Sur la légalité de la décision d'assignation à résidence et sans qu'il soit besoin d'examiner les autres moyens soulevés par M. B...C... :

6. Si M. B...conclut également au non-lieu à statuer sur les conclusions du PRÉFET DU VAL-D'OISE concernant ce second arrêté, il y a lieu pour la Cour de statuer sur ce point dès lors que cet arrêté n'a pas été rapporté ni même abrogé.

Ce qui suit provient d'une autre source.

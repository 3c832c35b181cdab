//! Bundled content: logical key to raw document text

use std::path::PathBuf;
use thiserror::Error;

/// Errors that abort a bundling run
#[derive(Error, Debug)]
pub enum BundleError {
    #[error("Failed to walk {path:?}: {source}")]
    Walk {
        path: PathBuf,
        source: walkdir::Error,
    },

    #[error("Failed to read {path:?}: {source}")]
    Read {
        path: PathBuf,
        source: std::io::Error,
    },

    #[error("Content path {0:?} is not valid UTF-8")]
    NonUtf8Path(PathBuf),

    #[error("Duplicate content key '{key}' from {first:?} and {second:?}")]
    DuplicateKey {
        key: String,
        first: PathBuf,
        second: PathBuf,
    },
}

/// One document in the bundle
#[derive(Debug, Clone, PartialEq, Eq)]
pub struct ContentEntry {
    /// Relative path with `/` separators and no extension, e.g. `articles/hello`
    pub key: String,
    /// Raw document text
    pub text: String,
}

impl ContentEntry {
    pub fn new(key: impl Into<String>, text: impl Into<String>) -> Self {
        Self {
            key: key.into(),
            text: text.into(),
        }
    }
}

/// Immutable key-ordered set of content entries
#[derive(Debug, Clone, Default, PartialEq, Eq)]
pub struct ContentBundle {
    entries: Vec<ContentEntry>,
}

impl ContentBundle {
    /// Look up a document by key. `None` is the absent-value sentinel.
    pub fn get(&self, key: &str) -> Option<&str> {
        self.entries
            .binary_search_by(|e| e.key.as_str().cmp(key))
            .ok()
            .map(|i| self.entries[i].text.as_str())
    }

    pub fn contains(&self, key: &str) -> bool {
        self.get(key).is_some()
    }

    pub fn len(&self) -> usize {
        self.entries.len()
    }

    pub fn is_empty(&self) -> bool {
        self.entries.is_empty()
    }

    pub fn keys(&self) -> impl Iterator<Item = &str> {
        self.entries.iter().map(|e| e.key.as_str())
    }

    pub fn iter(&self) -> impl Iterator<Item = &ContentEntry> {
        self.entries.iter()
    }
}

/// Later entries win when keys repeat; the loader rejects duplicates before this point.
impl FromIterator<ContentEntry> for ContentBundle {
    fn from_iter<I: IntoIterator<Item = ContentEntry>>(iter: I) -> Self {
        let mut entries: Vec<ContentEntry> = iter.into_iter().collect();
        entries.sort_by(|a, b| a.key.cmp(&b.key));
        entries.dedup_by(|later, earlier| {
            if later.key == earlier.key {
                std::mem::swap(later, earlier);
                true
            } else {
                false
            }
        });
        Self { entries }
    }
}

impl<'a> IntoIterator for &'a ContentBundle {
    type Item = &'a ContentEntry;
    type IntoIter = std::slice::Iter<'a, ContentEntry>;

    fn into_iter(self) -> Self::IntoIter {
        self.entries.iter()
    }
}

7. Le I de l'article L. 561-2 du code de l'entrée et du séjour des étrangers et du droit d'asile permet à l'autorité administrative de " prendre une décision d'assignation à résidence à l'égard de l'étranger qui ne peut quitter immédiatement le territoire français mais dont l'éloignement demeure une perspective raisonnable ", notamment lorsque cet étranger fait l'objet d'une décision de transfert en application de l'article L. 742-3 de ce code. L'avant dernier alinéa de l'article L. 561-1 du code de l'entrée et du séjour des étrangers et du droit d'asile, qui s'applique aux assignations à résidence prononcées en application de l'article L. 561-2 en vertu du neuvième alinéa de ce même article, dispose que : " L'étranger astreint à résider dans les lieux qui lui sont fixés par l'autorité administrative doit se présenter périodiquement aux services de police ou aux unités de gendarmerie. Il doit également se présenter, lorsque l'autorité administrative le lui demande, aux autorités consulaires, en vue de la délivrance d'un document de voyage. (...) L'autorité administrative peut prescrire à l'étranger la remise de son passeport ou de tout document justificatif de son identité dans les conditions prévues à l'article

L. 611-2 (...) ". L'article R. 561-2 du même code précise que : " L'autorité administrative détermine le périmètre dans lequel l'étranger assigné à résidence (...) est autorisé à circuler muni des documents justifiant de son identité et de sa situation administrative et au sein duquel est fixée sa résidence. Elle lui désigne le service auquel il doit se présenter, selon une fréquence qu'il fixe dans la limite d'une présentation par jour, en précisant si cette obligation s'applique les dimanches et les jours fériés ou chômés ". Le deuxième alinéa de cet article prévoit également que, dans certains cas, notamment lorsque le comportement de l'étranger ayant fait l'objet d'une mesure de transfert en application de l'article L. 742-3 constitue une menace pour l'ordre public, l'autorité administrative peut " désigner à l'étranger une plage horaire pendant laquelle il doit demeurer dans les locaux où il est assigné à résidence, dans la limite de dix heures consécutives par vingt-quatre heures ".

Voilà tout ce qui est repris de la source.